The war was over, so began the Cold Peace.
“Ours is a story of unfulfilled promise, of a front runner who fell behind, took the wrong fork and got lost in the maze of his/her own conflicted character” says Dr. Dayan. He goes on to add ‘Both Sinhala and Tamil sides have resolutely remained prisoners of the past. What we need is to analyse the situation from a problem solving perspective, one that is finally policy-prescriptive.”
What I liked most was his simple expression “We had failed to become us.” That said it all Dr. Dayan Jayatilleka, I salute you for a book of excellence.

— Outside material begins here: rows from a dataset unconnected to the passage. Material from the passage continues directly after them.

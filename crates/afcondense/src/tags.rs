//! Tag handles and the rules for turning identifiers into them
//!
//! A tag specification is either already resolved, a list of identifiers, or
//! the name of a table column whose cells hold identifiers. A cell may list
//! several identifiers separated by commas. Time-series extraction uses every
//! tag of a cell; summary extraction requires exactly one tag per cell and
//! rejects lists with [`Error::InvalidShape`].

use crate::error::{Error, Result};
use crate::source::{DataSource, SourceError};
use crate::table::Table;
use diagnostics::*;
use std::collections::HashMap;
use std::sync::Mutex;

/// A named handle to a time series in the data source.
#[derive(Debug, Clone, PartialEq, Eq, Hash)]
pub struct Tag {
    name: String,
    id: String,
}

impl Tag {
    pub fn new<N: Into<String>, I: Into<String>>(name: N, id: I) -> Self {
        Self {
            name: name.into(),
            id: id.into(),
        }
    }

    #[must_use]
    pub fn name(&self) -> &str {
        &self.name
    }

    #[must_use]
    pub fn id(&self) -> &str {
        &self.id
    }
}

/// Ordered collection of tags, unique by name. Order drives output column order.
#[derive(Debug, Clone, Default, PartialEq, Eq)]
pub struct TagSet {
    tags: Vec<Tag>,
}

impl TagSet {
    #[must_use]
    pub fn new() -> Self {
        Self::default()
    }

    /// Add a tag unless one with the same name is present.
    pub fn insert(&mut self, tag: Tag) -> bool {
        if self.tags.iter().any(|t| t.name == tag.name) {
            return false;
        }
        self.tags.push(tag);
        true
    }

    pub fn extend_from(&mut self, other: &TagSet) {
        for tag in &other.tags {
            self.insert(tag.clone());
        }
    }

    #[must_use]
    pub fn len(&self) -> usize {
        self.tags.len()
    }

    #[must_use]
    pub fn is_empty(&self) -> bool {
        self.tags.is_empty()
    }

    pub fn iter(&self) -> std::slice::Iter<'_, Tag> {
        self.tags.iter()
    }

    #[must_use]
    pub fn names(&self) -> Vec<&str> {
        self.tags.iter().map(Tag::name).collect()
    }

    #[must_use]
    pub fn contains(&self, name: &str) -> bool {
        self.tags.iter().any(|t| t.name == name)
    }

    /// Consecutive pieces of at most `size` tags.
    #[must_use]
    pub fn chunks(&self, size: usize) -> Vec<TagSet> {
        self.tags
            .chunks(size.max(1))
            .map(|c| TagSet { tags: c.to_vec() })
            .collect()
    }
}

impl FromIterator<Tag> for TagSet {
    fn from_iter<I: IntoIterator<Item = Tag>>(iter: I) -> Self {
        let mut set = TagSet::new();
        for tag in iter {
            set.insert(tag);
        }
        set
    }
}

impl<'a> IntoIterator for &'a TagSet {
    type Item = &'a Tag;
    type IntoIter = std::slice::Iter<'a, Tag>;

    fn into_iter(self) -> Self::IntoIter {
        self.tags.iter()
    }
}

/// How the tags of an extraction are specified.
#[derive(Debug, Clone, PartialEq)]
pub enum TagSpec {
    Resolved(TagSet),
    Names(Vec<String>),
    /// Identifiers are read per row from this column.
    Column(String),
}

impl TagSpec {
    pub fn names<I, S>(names: I) -> Self
    where
        I: IntoIterator<Item = S>,
        S: Into<String>,
    {
        TagSpec::Names(names.into_iter().map(Into::into).collect())
    }

    pub fn column<S: Into<String>>(name: S) -> Self {
        TagSpec::Column(name.into())
    }
}

impl From<TagSet> for TagSpec {
    fn from(tags: TagSet) -> Self {
        TagSpec::Resolved(tags)
    }
}

#[derive(Debug, Clone, Copy, PartialEq, Eq)]
pub enum ResolveMode {
    /// Exactly one tag per cell.
    Summary,
    /// Any number of comma-separated tags per cell.
    TimeSeries,
}

/// Identifier resolutions shared across calls. Owned by the caller.
#[derive(Debug, Default)]
pub struct TagCache {
    entries: Mutex<HashMap<String, TagSet>>,
}

impl TagCache {
    #[must_use]
    pub fn new() -> Self {
        Self::default()
    }

    fn lock(&self) -> std::sync::MutexGuard<'_, HashMap<String, TagSet>> {
        self.entries.lock().unwrap_or_else(|e| e.into_inner())
    }

    #[must_use]
    pub fn get(&self, identifier: &str) -> Option<TagSet> {
        self.lock().get(identifier).cloned()
    }

    pub fn insert(&self, identifier: &str, tags: TagSet) {
        self.lock().insert(identifier.to_string(), tags);
    }

    #[must_use]
    pub fn len(&self) -> usize {
        self.lock().len()
    }

    #[must_use]
    pub fn is_empty(&self) -> bool {
        self.lock().is_empty()
    }

    pub fn invalidate(&self) {
        self.lock().clear();
    }
}

/// Split a cell into trimmed identifiers, ignoring empty pieces.
#[must_use]
pub fn split_cell(cell: &str) -> Vec<String> {
    cell.split(',')
        .map(str::trim)
        .filter(|s| !s.is_empty())
        .map(str::to_string)
        .collect()
}

pub struct TagResolver<'a> {
    source: &'a dyn DataSource,
    cache: Option<&'a TagCache>,
}

impl<'a> TagResolver<'a> {
    pub fn new(source: &'a dyn DataSource) -> Self {
        Self {
            source,
            cache: None,
        }
    }

    #[must_use]
    pub fn with_cache(mut self, cache: Option<&'a TagCache>) -> Self {
        self.cache = cache;
        self
    }

    /// Resolve a literal specification into one tag set.
    pub async fn resolve(&self, spec: &TagSpec) -> Result<TagSet> {
        match spec {
            TagSpec::Resolved(tags) => Ok(tags.clone()),
            TagSpec::Names(names) => {
                let mut tags = TagSet::new();
                for name in names {
                    tags.extend_from(&self.resolve_identifier(name).await?);
                }
                if tags.is_empty() {
                    return Err(Error::tag_not_found(names.join(", ")));
                }
                Ok(tags)
            }
            TagSpec::Column(column) => Err(Error::InvalidArgument(format!(
                "tag column '{column}' can only be resolved against a table"
            ))),
        }
    }

    /// Resolve one identifier. An identifier that matches nothing is NotFound.
    pub async fn resolve_identifier(&self, identifier: &str) -> Result<TagSet> {
        if let Some(tags) = self.cache.and_then(|c| c.get(identifier)) {
            return Ok(tags);
        }
        let found = match self.source.find_tags(identifier).await {
            Ok(found) => found,
            Err(SourceError::NotFound(_)) => Vec::new(),
            Err(e) => return Err(Error::data_source(format!("tag query '{identifier}'"), e)),
        };
        if found.is_empty() {
            return Err(Error::tag_not_found(identifier));
        }
        let tags: TagSet = found.into_iter().collect();
        let count = tags.len();
        debug!("Resolved {count} tags for {identifier}", count: count, identifier: identifier);
        if let Some(cache) = self.cache {
            cache.insert(identifier, tags.clone());
        }
        Ok(tags)
    }

    /// Resolve the identifiers held in `column`, one tag set per table row.
    ///
    /// Each distinct cell is resolved once.
    pub async fn resolve_rows(
        &self,
        table: &Table,
        column: &str,
        mode: ResolveMode,
    ) -> Result<Vec<TagSet>> {
        let cells = table
            .column(column)
            .ok_or_else(|| Error::invalid_shape(format!("tag column '{column}' is missing")))?;

        let mut resolved: HashMap<String, TagSet> = HashMap::new();
        let mut per_row = Vec::with_capacity(cells.values.len());
        for (row, cell) in cells.values.iter().enumerate() {
            if cell.is_null() {
                return Err(Error::invalid_shape(format!(
                    "row {row} of tag column '{column}' is empty"
                )));
            }
            let text = cell.to_string();
            if let Some(tags) = resolved.get(&text) {
                per_row.push(tags.clone());
                continue;
            }
            let identifiers = split_cell(&text);
            if identifiers.is_empty() {
                return Err(Error::invalid_shape(format!(
                    "row {row} of tag column '{column}' is empty"
                )));
            }
            let mut tags = TagSet::new();
            for identifier in &identifiers {
                tags.extend_from(&self.resolve_identifier(identifier).await?);
            }
            // patterns count by what they match
            if mode == ResolveMode::Summary && tags.len() != 1 {
                return Err(Error::invalid_shape(format!(
                    "summary extraction needs exactly one tag per cell, row {row} of '{column}' resolves to {}: {text}",
                    tags.len()
                )));
            }
            resolved.insert(text, tags.clone());
            per_row.push(tags);
        }
        Ok(per_row)
    }
}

This sure is a ‘must read’ and a ‘must keep’ book for any Sri Lankan, local or diasporic. It was our ‘to hell and back’ of thirty-plus years. ‘Long War, Cold Peace’ will give us the enlightenment, lest we forget how terrible the carnage was and how and why it all happened and most importantly, who pontificated from pedestals whilst being nothing more than whitened sepulchres.